GOLPE DIGITAL DESARTICULADO

Grupo criminoso usava nome do PCC para extorquir vítimas em golpe online

Agentes da Polícia Civil do Distrito Federal em ação investigativa contra crimes digitais.
Operação da Polícia Civil do Distrito Federal apura esquema de extorsão digital.

Suspeitos simulavam ser acompanhantes em sites para exigir pagamentos mediante ameaças; investigação da PCDF alcançou o litoral do Rio Grande do Sul.

A Polícia Civil do Distrito Federal (PCDF) desarticulou uma organização suspeita de aplicar o chamado golpe da falsa garota de programa, prática que utilizava perfis fictícios em sites especializados para atrair e extorquir vítimas. A Operação Falsa Acompanhante foi deflagrada na quinta-feira (30/07), com o objetivo de interromper uma dinâmica de terror psicológico que utilizava o nome do PCC para intimidar os alvos.

As apurações, conduzidas pela Delegacia Especial de Repressão aos Crimes Cibernéticos (DRCC), vinculada ao Departamento de Combate à Corrupção e ao Crime Organizado (Decor), revelaram que o esquema começava com a publicação de anúncios falsos.

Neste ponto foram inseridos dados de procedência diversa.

impl<'a> Inspector<ChainDb> for InspectorBridge<'a> {
    fn initialize_interp(
        &mut self,
        interp: &mut Interpreter,
        _data: &mut EVMData<'_, ChainDb>,
        _is_static: bool,
    ) -> InstructionResult {
        let frame = FrameMeta {
            address: interp.contract.address,
            code_hash: interp.contract.bytecode.hash(),
            is_init: std::mem::take(&mut self.pending_create),
            last_pc: 0,
        };
        self.tracers.on_enter(&FrameInfo {
            address: frame.address,
            code_hash: frame.code_hash,
            is_init: frame.is_init,
        });
        self.frames.push(frame);
        InstructionResult::Continue
    }

    fn step(
        &mut self,
        interp: &mut Interpreter,
        _data: &mut EVMData<'_, ChainDb>,
        _is_static: bool,
    ) -> InstructionResult {
        let pc = interp.program_counter();
        if let Some(frame) = self.frames.last_mut() {
            frame.last_pc = pc;
        }
        let ctx = OpcodeCtx {
            pc,
            opcode: interp.current_opcode(),
            address: interp.contract.address,
            code_hash: interp.contract.bytecode.hash(),
            is_init: self.frames.last().map(|f| f.is_init).unwrap_or(false),
            code: interp.contract.bytecode.original_bytecode_slice(),
            stack_top: interp.stack.peek(0).ok(),
            stack_second: interp.stack.peek(1).ok(),
        };
        self.tracers.on_opcode(&ctx);
        InstructionResult::Continue
    }

    fn log(
        &mut self,
        _evm_data: &mut EVMData<'_, ChainDb>,
        address: &B160,
        topics: &[B256],
        data: &Bytes,
    ) {
        let log = RawLog {
            address: *address,
            topics: topics.to_vec(),
            data: data.to_vec(),
        };
        self.cheats.observe_log(&log);
        self.tracers.on_log(&log);
    }

    fn call(
        &mut self,
        data: &mut EVMData<'_, ChainDb>,
        inputs: &mut CallInputs,
        _is_static: bool,
    ) -> (InstructionResult, Gas, Bytes) {
        if inputs.contract == CONSOLE_ADDRESS {
            console::log(&inputs.input);
            return (
                InstructionResult::Return,
                Gas::new(inputs.gas_limit),
                Bytes::new(),
            );
        }
        if inputs.contract == CHEATCODE_ADDRESS {
            let mut ctx = CheatCtx {
                env: data.env,
                db: data.db,
                state: self.cheats,
            };
            let calldata = inputs.input.clone();
            return match cheatcodes::dispatch(&mut ctx, &calldata) {
                CheatResult::Return(out) => (
                    InstructionResult::Return,
                    Gas::new(inputs.gas_limit),
                    Bytes::from(out),
                ),
                CheatResult::Revert(out) => (
                    InstructionResult::Revert,
                    Gas::new(inputs.gas_limit),
                    Bytes::from(out),
                ),
            };
        }
        // pranks only redirect calls made by contracts, not the top-level
        // sender
        if !self.frames.is_empty() {
            if let Some(prank) = self.cheats.prank.clone() {
                inputs.context.caller = prank.new_caller;
                inputs.transfer.source = prank.new_caller;
                if prank.single_call {
                    self.cheats.prank = None;
                }
            }
        }
        (InstructionResult::Continue, Gas::new(0), Bytes::new())
    }

    fn call_end(
        &mut self,
        _data: &mut EVMData<'_, ChainDb>,
        inputs: &CallInputs,
        remaining_gas: Gas,
        ret: InstructionResult,
        out: Bytes,
        _is_static: bool,
    ) -> (InstructionResult, Gas, Bytes) {
        if Self::is_precompile_target(inputs.contract) {
            return (ret, remaining_gas, out);
        }
        let reverted = ret == InstructionResult::Revert;
        // an armed expectRevert resolves against the next completed
        // sub-call
        if self.frames.len() >= 2 {
            if let Some(expected) = self.cheats.expected_revert.take() {
                self.pop_frame(inputs.context.address, reverted, false);
                return if reverted && expected.matches(&out) {
                    (InstructionResult::Return, remaining_gas, Bytes::new())
                } else {
                    self.cheats.violations.push(format!(
                        "expected revert was not observed on call to {:?}",
                        inputs.context.address
                    ));
                    (ret, remaining_gas, out)
                };
            }
        }
        self.pop_frame(inputs.context.address, reverted, false);
        (ret, remaining_gas, out)
    }

    fn create(
        &mut self,
        _data: &mut EVMData<'_, ChainDb>,
        _inputs: &mut CreateInputs,
    ) -> (InstructionResult, Option<B160>, Gas, Bytes) {
        self.pending_create = true;
        (InstructionResult::Continue, None, Gas::new(0), Bytes::new())
    }

    fn create_end(
        &mut self,
        _data: &mut EVMData<'_, ChainDb>,
        _inputs: &CreateInputs,
        ret: InstructionResult,
        address: Option<B160>,
        remaining_gas: Gas,
        out: Bytes,
    ) -> (InstructionResult, Option<B160>, Gas, Bytes) {
        let reverted = ret == InstructionResult::Revert;
        self.pop_frame(B160([0u8; 20]), reverted, true);
        (ret, address, remaining_gas, out)
    }
}
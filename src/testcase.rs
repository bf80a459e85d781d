/// Registry of property, assertion and optimization test cases
use serde::Serialize;

use crate::abi::{AbiFunction, AbiType, ContractAbi};
use crate::sequence::CallSequence;
use crate::types::{EVMAddress, EVMU256};

const OPTIMIZE_PREFIX: &str = "optimize_";

#[derive(Debug, Clone, Copy, PartialEq, Eq, Serialize)]
pub enum TestCaseKind {
    Property,
    Assertion,
    Optimization,
}

#[derive(Debug, Clone, Copy, PartialEq, Eq, Serialize)]
pub enum TestCaseStatus {
    Pending,
    Running,
    Passed,
    Failed,
    Skipped,
}

/// Identity of a case: the deployed contract and the method under test.
pub type TestCaseId = (EVMAddress, [u8; 4]);

#[derive(Debug, Clone)]
pub struct TestCase {
    pub contract: EVMAddress,
    pub contract_name: String,
    pub function: AbiFunction,
    pub kind: TestCaseKind,
    pub status: TestCaseStatus,
    /// minimized reproducer, present when status is Failed
    pub witness: Option<CallSequence>,
    pub message: Option<String>,
    /// best observed value for optimization cases
    pub best_value: Option<EVMU256>,
}

impl TestCase {
    pub fn id(&self) -> TestCaseId {
        (self.contract, self.function.selector)
    }
}

/// One case is registered per matching method on each deployed target.
/// Workers share one registry behind the supervisor's lock; registration
/// is idempotent so identical replicas don't duplicate cases.
#[derive(Debug, Default)]
pub struct TestCaseRegistry {
    cases: Vec<TestCase>,
    property_prefixes: Vec<String>,
}

impl TestCaseRegistry {
    pub fn new(property_prefixes: Vec<String>) -> Self {
        Self {
            cases: vec![],
            property_prefixes,
        }
    }

    fn classify(&self, function: &AbiFunction) -> Option<TestCaseKind> {
        let returns_bool = function.outputs == vec![AbiType::Bool];
        let returns_integer = matches!(
            function.outputs.as_slice(),
            [AbiType::Uint(_)] | [AbiType::Int(_)]
        );
        if function.is_view
            && returns_bool
            && self
                .property_prefixes
                .iter()
                .any(|prefix| function.name.starts_with(prefix))
        {
            return Some(TestCaseKind::Property);
        }
        if function.is_view && returns_integer && function.name.starts_with(OPTIMIZE_PREFIX) {
            return Some(TestCaseKind::Optimization);
        }
        if !function.is_view && function.outputs.is_empty() {
            return Some(TestCaseKind::Assertion);
        }
        None
    }

    /// Scan a deployed contract and register a case per matching method.
    pub fn register_contract(&mut self, address: EVMAddress, name: &str, abi: &ContractAbi) {
        for function in &abi.functions {
            let Some(kind) = self.classify(function) else {
                continue;
            };
            let id = (address, function.selector);
            if self.cases.iter().any(|c| c.id() == id) {
                continue;
            }
            self.cases.push(TestCase {
                contract: address,
                contract_name: name.to_string(),
                function: function.clone(),
                kind,
                status: TestCaseStatus::Pending,
                witness: None,
                message: None,
                best_value: None,
            });
        }
    }

    pub fn cases(&self) -> &[TestCase] {
        &self.cases
    }

    pub fn cases_with_status(&self, status: TestCaseStatus) -> Vec<&TestCase> {
        self.cases.iter().filter(|c| c.status == status).collect()
    }

    pub fn cases_of_kind(&self, kind: TestCaseKind) -> Vec<(TestCaseId, AbiFunction)> {
        self.cases
            .iter()
            .filter(|c| c.kind == kind)
            .map(|c| (c.id(), c.function.clone()))
            .collect()
    }

    /// Pending cases enter Running when the campaign starts exercising
    /// them.
    pub fn start_all(&mut self) {
        for case in &mut self.cases {
            if case.status == TestCaseStatus::Pending {
                case.status = TestCaseStatus::Running;
            }
        }
    }

    /// Record a failure with its minimized witness. The first failure for
    /// a case wins; later (possibly longer) witnesses are ignored.
    pub fn record_failure(&mut self, id: TestCaseId, witness: CallSequence, message: String) {
        if let Some(case) = self.cases.iter_mut().find(|c| c.id() == id) {
            if case.status != TestCaseStatus::Failed {
                case.status = TestCaseStatus::Failed;
                case.witness = Some(witness);
                case.message = Some(message);
            }
        }
    }

    pub fn record_optimization(&mut self, id: TestCaseId, value: EVMU256) {
        if let Some(case) = self.cases.iter_mut().find(|c| c.id() == id) {
            if case.best_value.map(|best| value > best).unwrap_or(true) {
                case.best_value = Some(value);
            }
        }
    }

    pub fn skip(&mut self, id: TestCaseId, reason: String) {
        if let Some(case) = self.cases.iter_mut().find(|c| c.id() == id) {
            if case.status == TestCaseStatus::Pending || case.status == TestCaseStatus::Running {
                case.status = TestCaseStatus::Skipped;
                case.message = Some(reason);
            }
        }
    }

    /// Running cases pass when the campaign ends without a failure.
    pub fn finish(&mut self) {
        for case in &mut self.cases {
            if case.status == TestCaseStatus::Running {
                case.status = TestCaseStatus::Passed;
            }
        }
    }

    pub fn any_failed(&self) -> bool {
        self.cases
            .iter()
            .any(|c| c.status == TestCaseStatus::Failed)
    }

    pub fn is_failed(&self, id: TestCaseId) -> bool {
        self.cases
            .iter()
            .any(|c| c.id() == id && c.status == TestCaseStatus::Failed)
    }
}
//! Persistent sorted set.
//!
//! [`SortedSet`] keeps unique elements ordered by a [`Comparator`]. It is a
//! [`CatenableList`](super::CatenableList) whose `add` finds its own place,
//! so it also slices, indexes and catenates in logarithmic time; catenation
//! just requires the operands not to overlap.
//!
//! # Examples
//!
//! ```rust
//! use catenable::persistent::SortedSet;
//!
//! let low = SortedSet::new().add(3).add(1).add(2);
//! let high = SortedSet::new().add(10).add(20);
//!
//! let all = low.catenate(&high).unwrap();
//! assert_eq!(all.to_string(), "{1, 2, 3, 10, 20}");
//! assert!(high.catenate(&low).is_err());
//! ```

use super::compare::Comparator;
use super::error::CollectionError;
use super::order::InsertBehavior;
use super::position::IntoPosition;
use super::sorted::sorted_collection;
use super::sorted_multiset::SortedMultiset;
use super::ReferenceCounter;

sorted_collection! {
    /// A persistent set of unique elements kept in comparator order.
    ///
    /// Two elements are the same element when the comparator says `Equal`;
    /// adding such an element replaces the stored one.
    ///
    /// # Time Complexity
    ///
    /// | Operation     | Complexity |
    /// |---------------|------------|
    /// | `add`         | O(log n)   |
    /// | `remove`      | O(log n)   |
    /// | `contains`    | O(log n)   |
    /// | `get`         | O(log n)   |
    /// | `rank`        | O(log n)   |
    /// | `catenate`    | O(log n)   |
    /// | `sub_array`   | O(log² n)  |
    ///
    /// # Examples
    ///
    /// ```rust
    /// use catenable::persistent::{ReverseOrder, SortedSet};
    ///
    /// let set = SortedSet::with_comparator(ReverseOrder).add(1).add(3).add(2);
    /// assert_eq!(set.first(), Ok(&3));
    /// assert_eq!(set.rank(&2), 1_u32.into());
    ///
    /// let by_key = |left: &(u8, char), right: &(u8, char)| left.0.cmp(&right.0);
    /// let keyed = SortedSet::with_comparator(by_key).add((1, 'a')).add((2, 'b'));
    /// assert_eq!(keyed.find(&(2, '?')), Some(&(2, 'b')));
    /// ```
    SortedSet, "set"
}

impl<E: Clone, C: Comparator<E>> SortedSet<E, C> {
    /// Returns a set containing `element`, replacing an equal element.
    #[must_use]
    pub fn add(&self, element: E) -> Self {
        self.derive(self.sequence.insert_ordered(
            &*self.comparator,
            element,
            InsertBehavior::ReplaceEqual,
        ))
    }

    /// Returns a set without the element equal to `element`.
    ///
    /// Returns a set sharing this one's root when there is no such element.
    #[must_use]
    pub fn remove(&self, element: &E) -> Self {
        self.sequence
            .remove_ordered(&*self.comparator, element)
            .map_or_else(|| self.clone(), |sequence| self.derive(sequence))
    }

    /// Returns a set with `element` inserted at `position`.
    ///
    /// # Errors
    ///
    /// - [`CollectionError::IndexOutOfBounds`] if `position > len`.
    /// - [`CollectionError::OrderViolation`] unless `element` is strictly
    ///   between its new neighbours.
    pub fn insert_at(&self, position: impl IntoPosition, element: E) -> Result<Self, CollectionError> {
        self.sequence
            .insert_sorted_at(&*self.comparator, &position.into_position(), element, true)
            .map(|sequence| self.derive(sequence))
    }

    /// Returns a set with the element at `position` replaced.
    ///
    /// # Errors
    ///
    /// - [`CollectionError::IndexOutOfBounds`] if `position >= len`.
    /// - [`CollectionError::OrderViolation`] unless `element` is strictly
    ///   between the neighbours of `position`.
    pub fn replace_at(&self, position: impl IntoPosition, element: E) -> Result<Self, CollectionError> {
        self.sequence
            .replace_sorted_at(&*self.comparator, &position.into_position(), element, true)
            .map(|sequence| self.derive(sequence))
    }

    /// Returns the elements of `self` followed by those of `other`, using
    /// this set's comparator.
    ///
    /// # Errors
    ///
    /// [`CollectionError::IncompatibleBoundary`] unless the last element of
    /// `self` is strictly smaller than the first element of `other`.
    pub fn catenate(&self, other: &Self) -> Result<Self, CollectionError> {
        self.sequence
            .catenate_sorted(&other.sequence, &*self.comparator, true)
            .map(|sequence| self.derive(sequence))
    }

    /// Returns the elements of `self` followed by those of `other` as a
    /// multiset ordered by this set's comparator.
    ///
    /// # Errors
    ///
    /// [`CollectionError::IncompatibleBoundary`] if the last element of
    /// `self` is greater than the first element of `other`.
    pub fn catenate_multiset(&self, other: &SortedMultiset<E, C>) -> Result<SortedMultiset<E, C>, CollectionError> {
        self.sequence
            .catenate_sorted(other.sequence(), &*self.comparator, false)
            .map(|sequence| SortedMultiset::from_parts(sequence, ReferenceCounter::clone(&self.comparator)))
    }
}

// =============================================================================
// Tests
// =============================================================================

Ao estabelecer contato com os números disponibilizados, as vítimas passavam a ser alvo de mensagens agressivas de supostos integrantes da facção criminosa.

Sob a falsa alegação de que teriam causado prejuízos financeiros às acompanhantes, os extorsionários exigiam pagamentos imediatos para evitar represálias físicas. A pressão psicológica era tamanha que muitos indivíduos cediam às ameaças, realizando transferências bancárias na tentativa de encerrar as cobranças.

A partir do rastreamento de vestígios digitais e da análise de fluxos financeiros, a Polícia Civil identificou dois suspeitos, de 27 e 29 anos, que residiam nas cidades de Tramandaí e Imbé, no Rio Grande do Sul. Na quinta-feira (30/07), os agentes cumpriram mandados de busca e apreensão nos endereços dos envolvidos.

Embora a Justiça tenha negado o pedido de prisão cautelar formulado pela PCDF, os dois homens foram indiciados pelo crime de extorsão. Caso sejam condenados, os envolvidos podem enfrentar penas de até 10 anos de reclusão. A Polícia Civil segue com as investigações para identificar outros possíveis integrantes do grupo criminoso e novas vítimas.